Dieudonné Djonabaye : ambitions industrielles face aux enjeux sécuritaires croissants

Dieudonné Djonabaye esquisse l’avenir économique du Moyen-Chari

Dans le cadre majestueux du Palais de la Fraternité, Dieudonné Djonabaye, président du Conseil provincial du Moyen-Chari, a exposé les grandes lignes de sa vision pour revitaliser l’économie de la province, en insistant sur la nécessité d’une gestion rigoureuse et d’une libération des entraves à l’investissement.
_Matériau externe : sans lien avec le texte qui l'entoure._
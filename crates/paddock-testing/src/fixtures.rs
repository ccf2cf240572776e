//! Canned conversation and notification records.
//!
//! Every record is stamped relative to [`reference_now`], so time labels
//! come out the same on every run.

use chrono::{DateTime, Duration, TimeZone, Utc};
use paddock_ui::models::{ConversationPeer, LastMessage, ListingSummary};
use paddock_ui::{
    Conversation, Notification, NotificationKind, NotificationPriority, NotificationStatus,
};

/// 2025-06-01T12:00:00Z
const REFERENCE_EPOCH_SECS: i64 = 1_748_779_200;

pub fn reference_now() -> DateTime<Utc> {
    Utc.timestamp_opt(REFERENCE_EPOCH_SECS, 0)
        .single()
        .unwrap_or_default()
}

pub fn conversation(id: &str, first_name: &str, last_name: &str) -> Conversation {
    let listing_id = format!("listing-{id}");
    Conversation {
        id: id.to_string(),
        last_message: LastMessage {
            id: format!("message-{id}"),
            message: "Hayvan hâlâ satılık mı?".to_string(),
            created_at: reference_now() - Duration::hours(2),
            sender_id: format!("user-{id}"),
            listing_id: listing_id.clone(),
        },
        unread_count: 1,
        other_user: ConversationPeer {
            id: format!("user-{id}"),
            first_name: first_name.to_string(),
            last_name: last_name.to_string(),
            profile_image: None,
        },
        listing: ListingSummary {
            id: listing_id,
            title: format!("Simental düve {id}"),
            price: 85_000.0,
            images: Vec::new(),
        },
    }
}

pub fn notification(id: &str, title: &str, status: NotificationStatus) -> Notification {
    Notification {
        id: id.to_string(),
        user_id: "user-me".to_string(),
        kind: NotificationKind::Offer,
        priority: NotificationPriority::Medium,
        title: title.to_string(),
        message: "İlanınıza yeni bir teklif geldi".to_string(),
        data: serde_json::Value::Null,
        status,
        is_email_sent: false,
        is_push_sent: true,
        created_at: reference_now() - Duration::minutes(5),
        read_at: None,
    }
}

/// `count` conversations with ids `c0`, `c1`, …
pub fn conversations(count: usize) -> Vec<Conversation> {
    (0..count)
        .map(|index| conversation(&format!("c{index}"), "Ahmet", &format!("Kaya{index}")))
        .collect()
}

/// `count` notifications with ids `n0`, `n1`, …; even ones are unread.
pub fn notifications(count: usize) -> Vec<Notification> {
    (0..count)
        .map(|index| {
            let status = if index % 2 == 0 {
                NotificationStatus::Unread
            } else {
                NotificationStatus::Read
            };
            notification(&format!("n{index}"), &format!("Teklif {index}"), status)
        })
        .collect()
}
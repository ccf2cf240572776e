/// Where a swipeable card is in its lifecycle.
///
/// Only `Dragging` follows live input; the other states are animation
/// targets and hold from the moment the transition starts.
#[derive(Clone, Copy, Debug, Default, PartialEq)]
pub enum SwipeState {
    #[default]
    Resting,
    Dragging { offset: f32 },
    /// Pinned at `-action_width` with the delete affordance exposed.
    Revealed,
    /// Exit animation running. Terminal.
    Removing,
}

impl SwipeState {
    pub fn is_removing(&self) -> bool {
        matches!(self, SwipeState::Removing)
    }

    pub fn is_dragging(&self) -> bool {
        matches!(self, SwipeState::Dragging { .. })
    }
}

/// Result of classifying a released swipe.
#[derive(Clone, Copy, Debug, PartialEq, Eq)]
pub enum ReleaseOutcome {
    SnapBack,
    Reveal,
    CommitDelete,
}

impl ReleaseOutcome {
    pub fn target_state(self) -> SwipeState {
        match self {
            ReleaseOutcome::SnapBack => SwipeState::Resting,
            ReleaseOutcome::Reveal => SwipeState::Revealed,
            ReleaseOutcome::CommitDelete => SwipeState::Removing,
        }
    }
}
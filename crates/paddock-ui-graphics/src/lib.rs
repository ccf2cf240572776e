//! Pure math/data for drawing & units in Paddock
//!
//! Geometry primitives, color definitions and unit types shared by the
//! gesture, animation and list crates.

mod color;
mod geometry;
mod unit;

pub use color::*;
pub use geometry::*;
pub use unit::*;

pub mod prelude {
    pub use crate::color::Color;
    pub use crate::geometry::{Point, Size};
    pub use crate::unit::Dp;
}
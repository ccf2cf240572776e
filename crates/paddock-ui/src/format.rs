//! Display helpers for list cards.
//!
//! Labels are Turkish, matching the rest of the marketplace UI. None of this
//! feeds the swipe state machine.

use chrono::{DateTime, Utc};
use paddock_ui_graphics::Color;

use crate::models::{NotificationKind, NotificationPriority};

/// Coarse age label for the messages list: "Az önce", "N saat önce", "N gün önce".
pub fn conversation_time_label(created_at: DateTime<Utc>, now: DateTime<Utc>) -> String {
    let hours = (now - created_at).num_hours();
    let days = hours / 24;
    if days > 0 {
        format!("{days} gün önce")
    } else if hours > 0 {
        format!("{hours} saat önce")
    } else {
        "Az önce".to_string()
    }
}

/// Compact age label for notifications: "Şimdi", "5dk önce", "3s önce", "2g önce".
pub fn time_ago_label(created_at: DateTime<Utc>, now: DateTime<Utc>) -> String {
    let seconds = (now - created_at).num_seconds();
    match seconds {
        s if s < 60 => "Şimdi".to_string(),
        s if s < 3_600 => format!("{}dk önce", s / 60),
        s if s < 86_400 => format!("{}s önce", s / 3_600),
        s => format!("{}g önce", s / 86_400),
    }
}

/// Badge text for an unread counter; hidden at zero, capped at "9+".
pub fn unread_badge(count: u32) -> Option<String> {
    match count {
        0 => None,
        1..=9 => Some(count.to_string()),
        _ => Some("9+".to_string()),
    }
}

pub fn unread_banner(count: usize) -> Option<String> {
    (count > 0).then(|| format!("{count} okunmamış bildirim"))
}

pub fn avatar_initial(first_name: &str) -> Option<char> {
    first_name.chars().next()?.to_uppercase().next()
}

/// Icon name for a notification type.
pub fn notification_icon(kind: NotificationKind) -> &'static str {
    match kind {
        NotificationKind::Message => "chatbubble",
        NotificationKind::Offer => "cash",
        NotificationKind::Listing => "document-text",
        NotificationKind::Security => "shield-checkmark",
        NotificationKind::Payment => "card",
        NotificationKind::Profile => "person",
        NotificationKind::Other => "notifications",
    }
}

pub fn priority_color(priority: NotificationPriority) -> Color {
    match priority {
        NotificationPriority::Critical => Color::ERROR,
        NotificationPriority::High => Color::WARNING,
        NotificationPriority::Medium => Color::INFO,
        NotificationPriority::Low => Color::SUBTLE_LIGHT,
        NotificationPriority::Unknown => Color::TEXT_SECONDARY,
    }
}

/// Lira price in Turkish notation: `₺12.500`, `₺1.250,5`.
pub fn price_label(price: f64) -> String {
    if !price.is_finite() {
        return "₺-".to_string();
    }
    let cents = (price.abs() * 100.0).round() as u64;
    let whole = cents / 100;
    let fraction = cents % 100;

    let digits = whole.to_string();
    let mut grouped = String::with_capacity(digits.len() + digits.len() / 3);
    for (index, digit) in digits.chars().enumerate() {
        if index > 0 && (digits.len() - index) % 3 == 0 {
            grouped.push('.');
        }
        grouped.push(digit);
    }

    let sign = if price < 0.0 && cents > 0 { "-" } else { "" };
    match fraction {
        0 => format!("{sign}₺{grouped}"),
        f if f % 10 == 0 => format!("{sign}₺{grouped},{}", f / 10),
        f => format!("{sign}₺{grouped},{f:02}"),
    }
}
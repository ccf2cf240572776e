//! List screens over a backend store.

pub mod list_screen;
pub mod store;
pub mod subject;

pub use list_screen::{DeleteConfirmation, ListScreen, ScreenError, ScreenEffect};
pub use store::{StoreError, SubjectStore};
pub use subject::{DeletePrompt, ListSubject, OpenAction};
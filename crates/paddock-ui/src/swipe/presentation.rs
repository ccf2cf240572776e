use super::state::SwipeState;

/// Host capabilities that change how a list item is presented.
///
/// Pointer-capable layouts (desktop, web) show an always-visible delete
/// button next to the swipe gesture; touch layouts rely on the gesture alone.
#[derive(Clone, Copy, Debug, Default, PartialEq, Eq)]
pub struct Presentation {
    pub pointer_capable: bool,
}

impl Presentation {
    pub fn touch() -> Self {
        Self {
            pointer_capable: false,
        }
    }

    pub fn pointer() -> Self {
        Self {
            pointer_capable: true,
        }
    }

    pub fn shows_delete_button(&self) -> bool {
        self.pointer_capable
    }
}

/// Snapshot of everything the renderer needs for one card.
#[derive(Clone, Copy, Debug, PartialEq)]
pub struct SwipeVisuals {
    pub state: SwipeState,
    pub offset: f32,
    pub opacity: f32,
    pub scale: f32,
    pub affordance_opacity: f32,
    pub delete_button_visible: bool,
}
//! A store seeded from the JSON the marketplace API serves.

use std::collections::HashSet;

use chrono::Utc;
use paddock_ui::{ListSubject, StoreError, SubjectStore};
use serde::de::DeserializeOwned;

pub struct JsonStore<S> {
    records: Vec<S>,
    refused: HashSet<String>,
}

impl<S: ListSubject + DeserializeOwned> JsonStore<S> {
    pub fn from_json(json: &str) -> Result<Self, serde_json::Error> {
        Ok(Self {
            records: serde_json::from_str(json)?,
            refused: HashSet::new(),
        })
    }

    /// The backend will reject every delete of `id`.
    pub fn refusing(mut self, id: &str) -> Self {
        self.refused.insert(id.to_string());
        self
    }
}

impl<S: ListSubject> SubjectStore<S> for JsonStore<S> {
    fn fetch_all(&mut self) -> Result<Vec<S>, StoreError> {
        Ok(self.records.clone())
    }

    fn delete(&mut self, id: &str) -> Result<(), StoreError> {
        if self.refused.contains(id) {
            return Err(StoreError::Rejected(500));
        }
        let index = self
            .records
            .iter()
            .position(|record| record.id() == id)
            .ok_or_else(|| StoreError::NotFound(id.to_string()))?;
        self.records.remove(index);
        Ok(())
    }

    fn mark_read(&mut self, id: &str) -> Result<(), StoreError> {
        let record = self
            .records
            .iter_mut()
            .find(|record| record.id() == id)
            .ok_or_else(|| StoreError::NotFound(id.to_string()))?;
        record.mark_read(Utc::now());
        Ok(())
    }

    fn mark_all_read(&mut self) -> Result<(), StoreError> {
        let now = Utc::now();
        for record in &mut self.records {
            record.mark_read(now);
        }
        Ok(())
    }
}
//! An in-memory [`SubjectStore`] with a call log and failure injection.

use std::collections::VecDeque;

use paddock_ui::{ListSubject, StoreError, SubjectStore};

use crate::fixtures::reference_now;

/// One request the screen made to the store.
#[derive(Clone, Debug, PartialEq, Eq)]
pub enum StoreCall {
    FetchAll,
    Delete(String),
    MarkRead(String),
    MarkAllRead,
}

#[derive(Debug)]
pub struct InMemoryStore<S> {
    records: Vec<S>,
    calls: Vec<StoreCall>,
    delete_failures: VecDeque<StoreError>,
    offline: bool,
}

impl<S: ListSubject> InMemoryStore<S> {
    pub fn new(records: Vec<S>) -> Self {
        Self {
            records,
            calls: Vec::new(),
            delete_failures: VecDeque::new(),
            offline: false,
        }
    }

    pub fn records(&self) -> &[S] {
        &self.records
    }

    pub fn push(&mut self, record: S) {
        self.records.push(record);
    }

    pub fn calls(&self) -> &[StoreCall] {
        &self.calls
    }

    /// Ids passed to `delete`, successful or not.
    pub fn deleted_ids(&self) -> Vec<&str> {
        self.calls
            .iter()
            .filter_map(|call| match call {
                StoreCall::Delete(id) => Some(id.as_str()),
                _ => None,
            })
            .collect()
    }

    /// The next `delete` fails with `error`. Queued failures are used in order.
    pub fn fail_next_delete(&mut self, error: StoreError) {
        self.delete_failures.push_back(error);
    }

    /// While offline every request fails with a network error.
    pub fn set_offline(&mut self, offline: bool) {
        self.offline = offline;
    }

    fn check_online(&self) -> Result<(), StoreError> {
        if self.offline {
            Err(StoreError::Network("offline".to_string()))
        } else {
            Ok(())
        }
    }
}

impl<S: ListSubject> SubjectStore<S> for InMemoryStore<S> {
    fn fetch_all(&mut self) -> Result<Vec<S>, StoreError> {
        self.calls.push(StoreCall::FetchAll);
        self.check_online()?;
        Ok(self.records.clone())
    }

    fn delete(&mut self, id: &str) -> Result<(), StoreError> {
        self.calls.push(StoreCall::Delete(id.to_string()));
        self.check_online()?;
        if let Some(error) = self.delete_failures.pop_front() {
            log::debug!("injected delete failure for {id}: {error}");
            return Err(error);
        }
        let before = self.records.len();
        self.records.retain(|record| record.id() != id);
        if self.records.len() == before {
            return Err(StoreError::NotFound(id.to_string()));
        }
        Ok(())
    }

    fn mark_read(&mut self, id: &str) -> Result<(), StoreError> {
        self.calls.push(StoreCall::MarkRead(id.to_string()));
        self.check_online()?;
        let record = self
            .records
            .iter_mut()
            .find(|record| record.id() == id)
            .ok_or_else(|| StoreError::NotFound(id.to_string()))?;
        record.mark_read(reference_now());
        Ok(())
    }

    fn mark_all_read(&mut self) -> Result<(), StoreError> {
        self.calls.push(StoreCall::MarkAllRead);
        self.check_online()?;
        for record in &mut self.records {
            record.mark_read(reference_now());
        }
        Ok(())
    }
}
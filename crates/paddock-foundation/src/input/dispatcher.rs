//! Pointer event queue.
//!
//! Platform integrations enqueue raw events as they arrive; the host drains
//! them once per frame so each item sees its samples in arrival order.

use super::types::{PointerEvent, PointerId};
use smallvec::SmallVec;

#[derive(Default, Debug)]
pub struct PointerDispatcher {
    queue: SmallVec<[(PointerId, PointerEvent); 8]>,
}

impl PointerDispatcher {
    pub fn new() -> Self {
        Self {
            queue: SmallVec::new(),
        }
    }

    pub fn push(&mut self, event: PointerEvent) {
        self.queue.push((event.id, event));
    }

    pub fn len(&self) -> usize {
        self.queue.len()
    }

    pub fn is_empty(&self) -> bool {
        self.queue.is_empty()
    }

    pub fn drain<F>(&mut self, mut handler: F)
    where
        F: FnMut(PointerId, PointerEvent),
    {
        for (id, event) in self.queue.drain(..) {
            handler(id, event);
        }
    }
}
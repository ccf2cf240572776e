use thiserror::Error;

#[derive(Debug, Clone, PartialEq, Eq, Error)]
pub enum StoreError {
    #[error("not signed in")]
    Unauthorized,
    #[error("{0} not found")]
    NotFound(String),
    #[error("request rejected with status {0}")]
    Rejected(u16),
    #[error("network error: {0}")]
    Network(String),
}

/// Backend boundary of a list screen.
///
/// Implementations wrap the authenticated REST calls; the screen only ever
/// sees records and outcomes.
pub trait SubjectStore<S> {
    fn fetch_all(&mut self) -> Result<Vec<S>, StoreError>;

    fn delete(&mut self, id: &str) -> Result<(), StoreError>;

    fn mark_read(&mut self, _id: &str) -> Result<(), StoreError> {
        Ok(())
    }

    fn mark_all_read(&mut self) -> Result<(), StoreError> {
        Ok(())
    }
}

impl<S, T: SubjectStore<S> + ?Sized> SubjectStore<S> for Box<T> {
    fn fetch_all(&mut self) -> Result<Vec<S>, StoreError> {
        (**self).fetch_all()
    }

    fn delete(&mut self, id: &str) -> Result<(), StoreError> {
        (**self).delete(id)
    }

    fn mark_read(&mut self, id: &str) -> Result<(), StoreError> {
        (**self).mark_read(id)
    }

    fn mark_all_read(&mut self) -> Result<(), StoreError> {
        (**self).mark_all_read()
    }
}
Une vision pragmatique pour le développement

Lors de cette déclaration, Djonabaye a réaffirmé que la transformation économique passe par une gestion budgétaire stricte. Il considère que le principal frein à cette évolution est le déficit énergétique, plutôt que la notion d’un déclin économique au sein de la province. En réponse aux préoccupations des acteurs économiques, deux projets phares ont été mis en avant : la privatisation de la Nouvelle Société Textile du Tchad (NSTT) et l’accélération de l’ouverture de la Zone Industrielle de Sarh.

Concernant la NSTT, le président a annoncé une privatisation imminente, favorisant ainsi l’efficience du secteur privé. « Un entrepreneur est directement lié au succès de son entreprise », a-t-il souligné, garantissant en plus que les anciens employés de la société auront la priorité lors des futures recrues, ce qui augure un souffle nouveau pour le marché de l’emploi local.

Quant à la Zone Industrielle de Sarh, Djonabaye a pointé du doigt des obstacles d’ordre juridique, précisant que des recours déposés par des habitants bloquaient son développement. Il a ainsi appelé à un sens des responsabilités collectif pour lever ces freins, soulignant l’importance cruciale de ce site pour offrir des opportunités aux jeunes de la province.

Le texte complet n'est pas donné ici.